Он хотел рассмеяться, но только фыркнул, от чего стал совсем уж похож на пьяного идиота.
— Подумал, стоит выпить с командой, — ответил он во всеуслышание, а затем драматическим шепотом, только для меня: — Потом, может, еще куда-нибудь наведаюсь. Что порекомендуешь?
— Порекомендую идти домой, — сказала я.
Данкерли бросил на меня злобный взгляд. Да уж, я дала маху.
— Извини, — с трудом выдавила я улыбку. — День был трудный.
Я взяла стакан бургундского, отхлебнула глоток. Один стакан, приказала я себе. Один — и вон отсюда.
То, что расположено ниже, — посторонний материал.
//! Two-assessment skill comparison.
//!
//! A pure function over two documents and a selected tab: no I/O, no state,
//! no failure modes. Sparse or malformed input degrades to "absent" rather
//! than erroring, because historical assessments are routinely incomplete.

use super::skills::{SkillEntry, SkillGroupId, SkillSections, SkillTab};
use serde::Serialize;
use std::collections::{HashMap, HashSet};

/// One row of the comparison table: a skill present in either document.
#[derive(Debug, Clone, PartialEq, Serialize)]
pub struct SkillComparisonRow {
    /// Stable flattened key, `tab.category.skillName`.
    pub key: String,
    /// Raw skill name, untransformed.
    pub label: String,
    /// Entry in the earlier document, if present.
    pub earlier: Option<SkillEntry>,
    /// Entry in the later document, if present.
    pub later: Option<SkillEntry>,
    /// rank(later) - rank(earlier); positive means improvement.
    pub diff: i32,
}

/// Comparison output: ordered rows plus the improvement tally.
#[derive(Debug, Clone, PartialEq, Serialize)]
pub struct SkillComparison {
    pub rows: Vec<SkillComparisonRow>,
    pub improved: i64,
    pub declined: i64,
    pub unchanged: i64,
}

impl SkillComparison {
    fn empty() -> Self {
        Self {
            rows: Vec::new(),
            improved: 0,
            declined: 0,
            unchanged: 0,
        }
    }
}

/// Flatten one tab of a document into `(key, label, entry)` triples.
///
/// Groups are scanned in the fixed catalog order, entries within a group in
/// the group's own deterministic order. Entries with neither rating nor
/// comment are dropped here, not merely defaulted. If two groups of the same
/// tab share a (category, name) pair the first-seen entry wins.
fn flatten_tab(sections: &SkillSections, tab: SkillTab) -> Vec<(String, String, SkillEntry)> {
    let mut seen: HashSet<String> = HashSet::new();
    let mut flat = Vec::new();

    for group in SkillGroupId::for_tab(tab) {
        for (name, entry) in sections.group(group) {
            if entry.is_empty() {
                continue;
            }
            let key = format!("{}.{}.{}", tab.as_str(), group.category(), name);
            if seen.insert(key.clone()) {
                flat.push((key, name.clone(), entry.clone()));
            }
        }
    }

    flat
}

/// Compare two assessment documents over one tab.
///
/// Rows are the union of skills present on either side, in first-seen order
/// from the earlier-then-later scan; a side missing a skill compares at rank
/// 0. Repeated calls with the same inputs yield identical output, and neither
/// input is modified.
pub fn compare(earlier: &SkillSections, later: &SkillSections, tab: SkillTab) -> SkillComparison {
    let earlier_flat = flatten_tab(earlier, tab);
    let later_flat = flatten_tab(later, tab);

    if earlier_flat.is_empty() && later_flat.is_empty() {
        return SkillComparison::empty();
    }

    let earlier_map: HashMap<&str, &SkillEntry> = earlier_flat
        .iter()
        .map(|(k, _, e)| (k.as_str(), e))
        .collect();
    let later_map: HashMap<&str, &SkillEntry> = later_flat
        .iter()
        .map(|(k, _, e)| (k.as_str(), e))
        .collect();

    // Union of keys, first-seen order across the earlier-then-later scan.
    let mut ordered_keys: Vec<(&str, &str)> = Vec::new();
    let mut in_union: HashSet<&str> = HashSet::new();
    for (key, label, _) in earlier_flat.iter().chain(later_flat.iter()) {
        if in_union.insert(key.as_str()) {
            ordered_keys.push((key.as_str(), label.as_str()));
        }
    }

    let mut rows = Vec::with_capacity(ordered_keys.len());
    let (mut improved, mut declined, mut unchanged) = (0i64, 0i64, 0i64);

    for (key, label) in ordered_keys {
        let earlier_entry = earlier_map.get(key).map(|e| (*e).clone());
        let later_entry = later_map.get(key).map(|e| (*e).clone());

        let earlier_rank = earlier_entry.as_ref().map_or(0, SkillEntry::rank);
        let later_rank = later_entry.as_ref().map_or(0, SkillEntry::rank);
        let diff = later_rank - earlier_rank;

        if diff > 0 {
            improved += 1;
        } else if diff < 0 {
            declined += 1;
        } else {
            unchanged += 1;
        }

        rows.push(SkillComparisonRow {
            key: key.to_string(),
            label: label.to_string(),
            earlier: earlier_entry,
            later: later_entry,
            diff,
        });
    }

    SkillComparison {
        rows,
        improved,
        declined,
        unchanged,
    }
}

#[cfg(test)]
mod tests {
    use super::*;
    use crate::domains::assessment::skills::SkillEntry;

    fn with_batting_basic(name: &str, rating: Option<&str>, comment: Option<&str>) -> SkillSections {
        SkillSections::default().with_skill(
            SkillGroupId::CricketBattingBasics,
            name,
            SkillEntry::new(rating, comment),
        )
    }

    #[test]
    fn empty_documents_compare_to_empty_result() {
        let result = compare(
            &SkillSections::default(),
            &SkillSections::default(),
            SkillTab::Cricket,
        );
        assert!(result.rows.is_empty());
        assert_eq!(result.improved, 0);
        assert_eq!(result.declined, 0);
        assert_eq!(result.unchanged, 0);
    }

    #[test]
    fn grip_improvement_yields_one_improved_row() {
        let earlier = with_batting_basic("Grip", Some("DEVELOPING"), None);
        let later = with_batting_basic("Grip", Some("GOOD"), None);

        let result = compare(&earlier, &later, SkillTab::Cricket);

        assert_eq!(result.rows.len(), 1);
        let row = &result.rows[0];
        assert_eq!(row.key, "cricket.basics.Grip");
        assert_eq!(row.label, "Grip");
        assert_eq!(row.diff, 1); // 3 - 2
        assert_eq!(result.improved, 1);
        assert_eq!(result.declined, 0);
        assert_eq!(result.unchanged, 0);
    }

    #[test]
    fn skill_dropped_in_later_document_counts_as_declined() {
        let earlier = with_batting_basic("Footwork", Some("EXCELLENT"), None);
        let later = SkillSections::default();

        let result = compare(&earlier, &later, SkillTab::Cricket);

        assert_eq!(result.rows.len(), 1);
        let row = &result.rows[0];
        assert!(row.later.is_none());
        assert_eq!(row.diff, -4); // 0 - 4
        assert_eq!(result.declined, 1);
        assert_eq!(result.improved, 0);
        assert_eq!(result.unchanged, 0);
    }

    #[test]
    fn comment_only_entries_compare_as_unchanged() {
        let earlier = with_batting_basic("Grip", None, Some("thumb position off"));
        let later = with_batting_basic("Grip", None, Some("thumb position off"));

        let result = compare(&earlier, &later, SkillTab::Cricket);

        assert_eq!(result.rows.len(), 1);
        let row = &result.rows[0];
        assert_eq!(row.diff, 0);
        assert_eq!(row.earlier.as_ref().unwrap().rank(), 0);
        assert_eq!(row.later.as_ref().unwrap().rank(), 0);
        assert_eq!(result.unchanged, 1);
    }

    #[test]
    fn unrecognized_rating_strings_rank_zero() {
        let earlier = with_batting_basic("Grip", Some("LEGENDARY"), None);
        let later = with_batting_basic("Grip", Some("GOOD"), None);

        let result = compare(&earlier, &later, SkillTab::Cricket);

        assert_eq!(result.rows[0].diff, 3); // 3 - 0
        assert_eq!(result.improved, 1);
    }

    #[test]
    fn compare_is_idempotent() {
        let earlier = with_batting_basic("Grip", Some("DEVELOPING"), None)
            .with_skill(
                SkillGroupId::CricketBowlingBasics,
                "Run Up",
                SkillEntry::new(Some("GOOD"), None),
            );
        let later = with_batting_basic("Grip", Some("EXCELLENT"), Some("much better"));

        let first = compare(&earlier, &later, SkillTab::Cricket);
        let second = compare(&earlier, &later, SkillTab::Cricket);
        assert_eq!(first, second);
    }

    #[test]
    fn swapping_sides_negates_diffs_and_swaps_tallies() {
        let a = with_batting_basic("Grip", Some("DEVELOPING"), None)
            .with_skill(
                SkillGroupId::CricketBattingBasics,
                "Stance",
                SkillEntry::new(Some("GOOD"), None),
            )
            .with_skill(
                SkillGroupId::MentalDiscipline,
                "Punctuality",
                SkillEntry::new(Some("GOOD"), None),
            );
        let b = with_batting_basic("Grip", Some("EXCELLENT"), None)
            .with_skill(
                SkillGroupId::CricketBattingBasics,
                "Stance",
                SkillEntry::new(Some("NEEDS_WORK"), None),
            );

        let forward = compare(&a, &b, SkillTab::Cricket);
        let backward = compare(&b, &a, SkillTab::Cricket);

        assert_eq!(forward.improved, backward.declined);
        assert_eq!(forward.declined, backward.improved);
        assert_eq!(forward.unchanged, backward.unchanged);

        for row in &forward.rows {
            let mirrored = backward
                .rows
                .iter()
                .find(|r| r.key == row.key)
                .expect("row missing after swap");
            assert_eq!(mirrored.diff, -row.diff);
        }
    }

    #[test]
    fn rows_only_cover_the_selected_tab() {
        let earlier = with_batting_basic("Grip", Some("GOOD"), None).with_skill(
            SkillGroupId::MentalDiscipline,
            "Punctuality",
            SkillEntry::new(Some("NEEDS_WORK"), None),
        );
        let later = earlier.clone();

        let cricket = compare(&earlier, &later, SkillTab::Cricket);
        assert_eq!(cricket.rows.len(), 1);
        assert!(cricket.rows[0].key.starts_with("cricket."));

        let mental = compare(&earlier, &later, SkillTab::Mental);
        assert_eq!(mental.rows.len(), 1);
        assert_eq!(mental.rows[0].key, "mental.discipline.Punctuality");
    }

    #[test]
    fn union_preserves_first_seen_order_earlier_then_later() {
        let earlier = SkillSections::default()
            .with_skill(
                SkillGroupId::CricketBattingBasics,
                "Grip",
                SkillEntry::new(Some("GOOD"), None),
            )
            .with_skill(
                SkillGroupId::CricketBattingBasics,
                "Stance",
                SkillEntry::new(Some("GOOD"), None),
            );
        let later = SkillSections::default()
            .with_skill(
                SkillGroupId::CricketBattingBasics,
                "Backlift",
                SkillEntry::new(Some("GOOD"), None),
            )
            .with_skill(
                SkillGroupId::CricketBattingBasics,
                "Grip",
                SkillEntry::new(Some("GOOD"), None),
            );

        let result = compare(&earlier, &later, SkillTab::Cricket);
        let keys: Vec<&str> = result.rows.iter().map(|r| r.key.as_str()).collect();
        assert_eq!(
            keys,
            vec![
                "cricket.basics.Grip",
                "cricket.basics.Stance",
                "cricket.basics.Backlift",
            ]
        );
        assert_eq!(result.unchanged, 2);
        // Backlift is new on the later side: rank 0 -> 3
        assert_eq!(result.improved, 1);
    }

    #[test]
    fn all_ranks_stay_in_bounds() {
        let ratings = [
            Some("NEEDS_WORK"),
            Some("DEVELOPING"),
            Some("GOOD"),
            Some("EXCELLENT"),
            Some("???"),
            None,
        ];
        for rating in ratings {
            let doc = with_batting_basic("Grip", rating, Some("x"));
            let result = compare(&doc, &SkillSections::default(), SkillTab::Cricket);
            let rank = result.rows[0].earlier.as_ref().unwrap().rank();
            assert!((0..=4).contains(&rank));
        }
    }

    #[test]
    fn missing_subtree_behaves_as_empty_mapping() {
        // A document that never touched fitness compares cleanly on that tab.
        let earlier: SkillSections = serde_json::from_str("{}").unwrap();
        let later = SkillSections::default().with_skill(
            SkillGroupId::FitnessEndurance,
            "Aerobic Capacity",
            SkillEntry::new(Some("DEVELOPING"), None),
        );

        let result = compare(&earlier, &later, SkillTab::Fitness);
        assert_eq!(result.rows.len(), 1);
        assert_eq!(result.rows[0].key, "fitness.endurance.Aerobic Capacity");
        assert_eq!(result.rows[0].diff, 2);
        assert_eq!(result.improved, 1);
    }
}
Я попыталась отвлечься разговором с коллегами, но все таращились поверх моего плеча на Данкерли, словно опасались, как бы он не взорвался.
— Странно он себя ведет, — сказал Гэвин. — Как будто возбужден или что.
Я рассмеялась: Гэвин точно уловил суть. Никому из коллег я пока еще не рассказывала о «Баркли». И вряд ли кто-нибудь с ходу поверит мне, вздумай я рассказать.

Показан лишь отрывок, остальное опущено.